Reference numerals: 1. a frame; 2. a printing mechanism; 21. a resin tank; 22. carrying a screen plate; 221. a through hole; 23. a screen driving assembly; 231. a support frame; 232. a screen mounting rack; 233. a first drive member; 2331. a first drive motor; 2332. a first drive screw; 2333. a first threaded seat; 24. an optical path component; 241. an optical path mounting plate; 242. a laser; 243. a deflecting plane mirror; 244. a focusing galvanometer; 245. scanning a galvanometer; 246. an optical path passing port; 25. a press block mounting rack; 26. liquid level briquetting; 27. a second drive member; 271. a second drive motor; 272. a second drive screw; 273. a second threaded seat; 28. a liquid level sensor; 29. a scraper; 30. a third drive member; 301. a third drive motor; 302. a first timing pulley; 303. a second timing pulley; 304. synchronous belt body.

Detailed Description

The technical solutions in the embodiments of the present invention will be described clearly and completely with reference to the accompanying drawings in the embodiments of the present invention, and it is obvious that the described embodiments are only some embodiments of the present invention, not all embodiments. It should be noted that: the relative arrangement of parts and steps set forth in these embodiments does not limit the scope of the present invention unless specifically stated otherwise.

The following description of at least one exemplary embodiment is merely illustrative in nature and is in no way intended to limit the invention, its application, or uses. Based on the embodiments in the present invention, all other embodiments obtained by a person skilled in the art without creative efforts belong to the protection scope of the present invention. Techniques, methods, and apparatus known to those of ordinary skill in the relevant art may not be discussed in detail but are intended to be part of the specification where appropriate.

In the prior art, the photocuring 3D printing device is only provided with one set of light path assembly 24 and one resin groove 21, so that the photocuring 3D printing device can only print one material, and the overall printing efficiency is relatively low.

The application provides a multi-optical-path photocuring 3D printing apparatus, when needing to use a 3D printing apparatus to realize the part model printing of multiple different material types, can print through the part model that puts different kinds of photosensitive resin and can accomplish different material types in different resin groove 21, different part models print independent control and independently print, print the process mutually noninterfere to effectively improve printing efficiency.

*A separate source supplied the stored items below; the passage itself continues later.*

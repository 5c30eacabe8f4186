//! Dither offset generators.
//!
//! Overview
//! -----------------
//! Every generator produces an [`OffsetSequence`]: an ordered list of `(x, y)` offsets, in
//! radians, to be added to a pointing centre (`x` along RA before the `1/cos(dec)` correction,
//! `y` along Dec). The sequence is generated once per stacker run and indexed by the
//! assignment cadence.
//!
//! | Pattern                             | Length                        | Module               |
//! |-------------------------------------|-------------------------------|----------------------|
//! | [`DitherPattern::Random`]           | requested count               | [`random_hex`]       |
//! | [`DitherPattern::RepulsiveRandom`]  | requested count               | [`repulsive_random`] |
//! | [`DitherPattern::Spiral`]           | `num_points`                  | [`spiral`]           |
//! | [`DitherPattern::SequentialHex`]    | 217                           | [`sequential_hex`]   |
//! | [`DitherPattern::Pentagon`]         | 10                            | [`polygon`]          |
//! | [`DitherPattern::PentagonDiamond`]  | 10                            | [`polygon`]          |
//!
//! The two random patterns keep their offsets inside the flat-top [`Hexagon`](crate::geometry::Hexagon)
//! inscribed in the field of view. The deterministic ones ignore the requested count and the
//! random generator.
pub mod polygon;
pub mod random_hex;
pub mod repulsive_random;
pub mod sequential_hex;
pub mod spiral;

use std::fmt;

use nalgebra::Vector2;
use rand::Rng;
use serde::{Deserialize, Serialize};

use crate::{dither_errors::DitherError, dither_params::DitherParams};

/// Ordered pair of equal-length offset columns `(x_off, y_off)`, in radians.
#[derive(Debug, Clone, PartialEq, Default)]
pub struct OffsetSequence {
    x_off: Vec<f64>,
    y_off: Vec<f64>,
}

impl OffsetSequence {
    /// Build a sequence from two parallel columns.
    ///
    /// Return
    /// ----------
    /// * `Err(DitherError::ColumnLengthMismatch)` if `y_off` and `x_off` differ in length.
    pub fn new(x_off: Vec<f64>, y_off: Vec<f64>) -> Result<Self, DitherError> {
        if x_off.len() != y_off.len() {
            return Err(DitherError::ColumnLengthMismatch {
                column: "y_off".into(),
                expected: x_off.len(),
                found: y_off.len(),
            });
        }
        Ok(OffsetSequence { x_off, y_off })
    }

    pub fn from_points<I>(points: I) -> Self
    where
        I: IntoIterator<Item = Vector2<f64>>,
    {
        let (x_off, y_off) = points.into_iter().map(|p| (p.x, p.y)).unzip();
        OffsetSequence { x_off, y_off }
    }

    pub fn len(&self) -> usize {
        self.x_off.len()
    }

    pub fn is_empty(&self) -> bool {
        self.x_off.is_empty()
    }

    pub fn x_off(&self) -> &[f64] {
        &self.x_off
    }

    pub fn y_off(&self) -> &[f64] {
        &self.y_off
    }

    /// Offset at `index`, `None` when out of bounds.
    pub fn get(&self, index: usize) -> Option<Vector2<f64>> {
        Some(Vector2::new(*self.x_off.get(index)?, *self.y_off.get(index)?))
    }

    pub fn iter(&self) -> impl Iterator<Item = Vector2<f64>> + '_ {
        self.x_off
            .iter()
            .zip(&self.y_off)
            .map(|(&x, &y)| Vector2::new(x, y))
    }
}

/// Geometric strategy used to build the offset sequence.
#[derive(Debug, Clone, Copy, PartialEq, Eq, Hash, Serialize, Deserialize)]
pub enum DitherPattern {
    /// Area-uniform random points inside the hexagon.
    Random,
    /// Random points inside the hexagon, at most one per tile of a fine square grid.
    RepulsiveRandom,
    /// Equidistant points along an Archimedean spiral.
    Spiral,
    /// Vertices of a hexagonal lattice, visited row by row.
    SequentialHex,
    /// An inner pentagon followed by an inverted outer pentagon.
    Pentagon,
    /// The origin, an inner diamond and an outer pentagon.
    PentagonDiamond,
}

impl DitherPattern {
    pub const ALL: [DitherPattern; 6] = [
        DitherPattern::Random,
        DitherPattern::RepulsiveRandom,
        DitherPattern::Spiral,
        DitherPattern::SequentialHex,
        DitherPattern::Pentagon,
        DitherPattern::PentagonDiamond,
    ];

    /// Name used to build stacker and column names.
    pub fn name(&self) -> &'static str {
        match self {
            DitherPattern::Random => "Random",
            DitherPattern::RepulsiveRandom => "RepulsiveRandom",
            DitherPattern::Spiral => "Spiral",
            DitherPattern::SequentialHex => "SequentialHex",
            DitherPattern::Pentagon => "Pentagon",
            DitherPattern::PentagonDiamond => "PentagonDiamond",
        }
    }

    /// True for the patterns whose sequence is drawn from the random generator and sized
    /// to the number of draws the cadence needs.
    pub fn is_random(&self) -> bool {
        matches!(
            self,
            DitherPattern::Random | DitherPattern::RepulsiveRandom
        )
    }

    /// True for the small polygon patterns, meant to be cycled season by season.
    pub fn is_polygon(&self) -> bool {
        matches!(
            self,
            DitherPattern::Pentagon | DitherPattern::PentagonDiamond
        )
    }

    /// Generate the offset sequence.
    ///
    /// Arguments
    /// -----------------
    /// * `params`: validated stacker parameters (maximum dither, spiral shape, tiling margin).
    /// * `count`: number of offsets requested, only used by the random patterns.
    /// * `rng`: random generator, only used by the random patterns.
    ///
    /// Return
    /// ----------
    /// * The offset sequence, or the insufficient-yield error of the random patterns.
    pub fn generate(
        &self,
        params: &DitherParams,
        count: usize,
        rng: &mut impl Rng,
    ) -> Result<OffsetSequence, DitherError> {
        let max_dither = params.max_dither();
        match self {
            DitherPattern::Random => {
                random_hex::random_hex_offsets(max_dither, count, params.candidate_factor, rng)
            }
            DitherPattern::RepulsiveRandom => repulsive_random::repulsive_random_offsets(
                max_dither,
                count,
                params.tile_margin,
                rng,
            ),
            DitherPattern::Spiral => Ok(spiral::spiral_offsets(
                max_dither,
                params.num_points,
                params.n_coils,
            )),
            DitherPattern::SequentialHex => Ok(sequential_hex::sequential_hex_offsets(max_dither)),
            DitherPattern::Pentagon => Ok(polygon::pentagon_offsets(max_dither)),
            DitherPattern::PentagonDiamond => Ok(polygon::pentagon_diamond_offsets(max_dither)),
        }
    }
}

impl fmt::Display for DitherPattern {
    fn fmt(&self, f: &mut fmt::Formatter<'_>) -> fmt::Result {
        f.write_str(self.name())
    }
}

The utility model provides a many light paths photocuring 3D printing apparatus and controller electric connection carry out electrical control to each subassembly in the many light paths photocuring 3D printing apparatus by the controller. It is understood that the specific control principle and structure of the controller are well known to those skilled in the art, and therefore, will not be described in detail herein. Referring to fig. 1, a multi-optical path photocuring 3D printing apparatus includes a rack 1 and at least one printing mechanism 2 arranged side by side on the rack 1, in this embodiment, the number of the printing mechanisms 2 may be set according to specific situations, and this embodiment is described by taking two printing mechanisms 2 as an example.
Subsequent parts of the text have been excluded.